Consider the signaling problem $u_t + c(u)u_x= 0, t> 0, x> 0$
$u(x, 0) = u_0, x> 0,$
$u(0, t) = g(t), t> 0,$
where $c$ and $g$ are given functions and $u_0$ is a positive constant. If $c (u) > 0$, under what conditions on the signal $g$ will no shocks form? Determine the solution in this case in the domain $x > 0, t> 0$.
Here's what I have:
Characteristic lines are given by: $x = ut + x_o$
Solving for $du/dt$ gives: $u = k(x_o)$
The initial condition gives: $u(x_o, 0) = u_o = k(x_o) = k(ut-x)$
$u(x-ut, 0) = k(ut-x)$
The boundary condition gives: $u(0, t) = g(t)$
$u(0, \frac{x-x_o}{u}) = g(\frac{x-x_o}{u})$
$u(x,t) = g(\frac{x-x_o}{u})$
But from here I am quite confused... I don't see how I could solve for $u$ or determine conditions on $g$ where a shock will not develop?
$$u_t+C(u)u_x=0\quad\text{where }C(u)\text{ is a given function}$$ GENERAL SOLUTION :
The system of characteristic differential equations is : $$\frac{dt}{1}=\frac{dx}{C(u)}=\frac{du}{0}$$ A first equation of characteristic cuves comes from $du=0\quad\to\quad u=c_1$ .

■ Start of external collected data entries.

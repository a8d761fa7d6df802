//! Decision engine.
//!
//! Resolves a validated request to exactly one [`Outcome`], in this order:
//! store availability, lookup, blocked status, password. Each step
//! short-circuits.

use super::{
    outcome::{AuthenticatedUser, Outcome},
    request::{validate, CredentialRequest},
    store::AccountStore,
    verifier::{CredentialVerifier, PlaintextVerifier},
};
use std::sync::Arc;
use tracing::{debug, error, instrument};

/// Account store configuration injected at construction.
#[derive(Clone, Default)]
pub enum StoreConfig {
    /// No connection string was supplied; every attempt is a configuration error.
    #[default]
    Missing,
    Configured(Arc<dyn AccountStore>),
}

impl StoreConfig {
    #[must_use]
    pub fn configured(store: impl AccountStore + 'static) -> Self {
        Self::Configured(Arc::new(store))
    }

    #[must_use]
    pub const fn is_configured(&self) -> bool {
        matches!(self, Self::Configured(_))
    }

    #[must_use]
    pub fn store(&self) -> Option<&Arc<dyn AccountStore>> {
        match self {
            Self::Missing => None,
            Self::Configured(store) => Some(store),
        }
    }
}

impl std::fmt::Debug for StoreConfig {
    fn fmt(&self, f: &mut std::fmt::Formatter<'_>) -> std::fmt::Result {
        match self {
            Self::Missing => f.write_str("Missing"),
            Self::Configured(_) => f.write_str("Configured"),
        }
    }
}

#[derive(Clone)]
pub struct DecisionEngine {
    store: StoreConfig,
    verifier: Arc<dyn CredentialVerifier>,
}

impl std::fmt::Debug for DecisionEngine {
    fn fmt(&self, f: &mut std::fmt::Formatter<'_>) -> std::fmt::Result {
        f.debug_struct("DecisionEngine")
            .field("store", &self.store)
            .finish_non_exhaustive()
    }
}

impl DecisionEngine {
    /// Engine comparing passwords with [`PlaintextVerifier`].
    #[must_use]
    pub fn new(store: StoreConfig) -> Self {
        Self::with_verifier(store, Arc::new(PlaintextVerifier))
    }

    #[must_use]
    pub fn with_verifier(store: StoreConfig, verifier: Arc<dyn CredentialVerifier>) -> Self {
        Self { store, verifier }
    }

    #[must_use]
    pub const fn store(&self) -> &StoreConfig {
        &self.store
    }

    /// Validate a raw request body and decide on it.
    pub async fn authenticate(&self, body: &[u8]) -> Outcome {
        match validate(body) {
            Ok(request) => self.decide(&request).await,
            Err(reason) => {
                debug!("Invalid credential payload: {}", reason);

                Outcome::from(reason)
            }
        }
    }

    /// Run the decision procedure for an already validated request.
    #[instrument(skip_all, fields(email = %request.email(), role = %request.role()))]
    pub async fn decide(&self, request: &CredentialRequest) -> Outcome {
        let Some(store) = self.store.store() else {
            error!("Account store is not configured");

            return Outcome::ConfigError;
        };

        let account = match store.find_account(request.email(), request.role()).await {
            Ok(Some(account)) => account,

            Ok(None) => {
                debug!("Account not found");

                return Outcome::NotFound;
            }

            Err(e) => {
                error!("Account lookup failed: {}", e);

                return Outcome::ConfigError;
            }
        };

        if account.is_blocked {
            debug!("Account is blocked, uid: {}", account.uid);

            return Outcome::Blocked;
        }

        if !self.verifier.verify(request.password(), &account.password) {
            debug!("Password mismatch, uid: {}", account.uid);

            return Outcome::WrongPassword;
        }

        debug!("Login successful, uid: {}", account.uid);

        Outcome::Success(AuthenticatedUser {
            uid: account.uid,
            email: account.email,
            role: account.role,
            label: account.label,
        })
    }
}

A second equation of characteristic cuves comes from $\frac{dt}{1}=\frac{dx}{C(c_1)}\quad\to\quad x-C(c_1)t=c_2$
The general solution of the PDE is expressed on the form of implicit equation $\Phi\left(c_1,c_2\right)=0$ where $\Phi$ is any differentiable function of two variables. $$\Phi\left(u\:,\:x-C(u)t\right)=0$$ This is a manner to express any relationship between the two variables. This is equivalent to express the relationship by any function $F$ : $$x-C(u)t=F(u)$$ where $F$ is any derivable function.
In general, this implicit equation cannot be solved for $u$ on closed form.

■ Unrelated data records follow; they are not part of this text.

use crate::{auth::DecisionEngine, GIT_COMMIT_HASH};
use axum::{
    body::Body,
    extract::Extension,
    http::{HeaderMap, HeaderValue, Method, StatusCode},
    response::{IntoResponse, Json},
};
use serde::{Deserialize, Serialize};
use std::sync::Arc;
use tracing::{debug, error};
use utoipa::ToSchema;

#[derive(ToSchema, Serialize, Deserialize, Debug)]
pub struct Health {
    commit: String,
    name: String,
    version: String,
    database: String,
}

#[utoipa::path(
    get,
    path= "/health",
    responses (
        (status = 200, description = "Database is reachable", body = Health),
        (status = 503, description = "Database is not configured or unreachable", body = Health)
    ),
    tag= "health"
)]
// axum handler for health
pub async fn health(method: Method, engine: Extension<Arc<DecisionEngine>>) -> impl IntoResponse {
    let database = match engine.store().store() {
        Some(store) => match store.ping().await {
            Ok(()) => "ok",
            Err(e) => {
                error!("Database is unhealthy: {}", e);

                "error"
            }
        },

        None => "unconfigured",
    };

    let health = Health {
        commit: GIT_COMMIT_HASH.to_string(),
        name: env!("CARGO_PKG_NAME").to_string(),
        version: env!("CARGO_PKG_VERSION").to_string(),
        database: database.to_string(),
    };

    let body = if method == Method::GET {
        Json(&health).into_response()
    } else {
        Body::empty().into_response()
    };

    let short_hash = if health.commit.len() > 7 {
        &health.commit[0..7]
    } else {
        ""
    };

    let mut headers = HeaderMap::new();
    match format!("{}:{}:{}", health.name, health.version, short_hash).parse::<HeaderValue>() {
        Ok(x_app) => {
            headers.insert("X-App", x_app);
        }
        Err(err) => error!("Failed to parse X-App header: {}", err),
    }

    debug!("Database status: {}", database);

    if database == "ok" {
        (StatusCode::OK, headers, body)
    } else {
        (StatusCode::SERVICE_UNAVAILABLE, headers, body)
    }
}
fn main() {
    println!("cargo:rerun-if-changed=.git/HEAD");
    println!("cargo:rerun-if-changed=.git/refs");

    if let Err(err) = built::write_built_file() {
        panic!("Failed to acquire build-time information: {err}");
    }
}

DETERMINATION OF THE FUNCTION $F$ according to the condition $u(0,t)=g(t)$ :
$0-C\left(g(t)\right)t=F\left(g(t)\right)$
Let $g(t)=X \quad\to\quad t=g^{-1}(X)\quad$ where $g^{-1}$ is the inverse function of $g$.
$$-C(X)g^{-1}(X)=F(X)$$ Thus the function $F$ is now determined, given the functions $C$ and $g$.
PARTICULAR SOLUTION FITTED WITH THE GIVEN CONDITION :
With the particular function $F$ found above :
$x-C(u)t=F(u)$ with $F(u)=-C(u)g^{-1}(u)$
$$x-C(u)t=-C(u)g^{-1}(u)$$ $$x+C(u)\left(g^{-1}(u)-t \right)=0$$ $g^{-1}(u)=t-\frac{x}{C(u)}$ $$u=g\left(t-\frac{x}{C(u)}\right)$$ The result is on the form of implicit equation. Solving for $u$ in order to obtain an explicit form $u(x,t)$ is generally not possible, except in case of particular functions $C$ and $g$.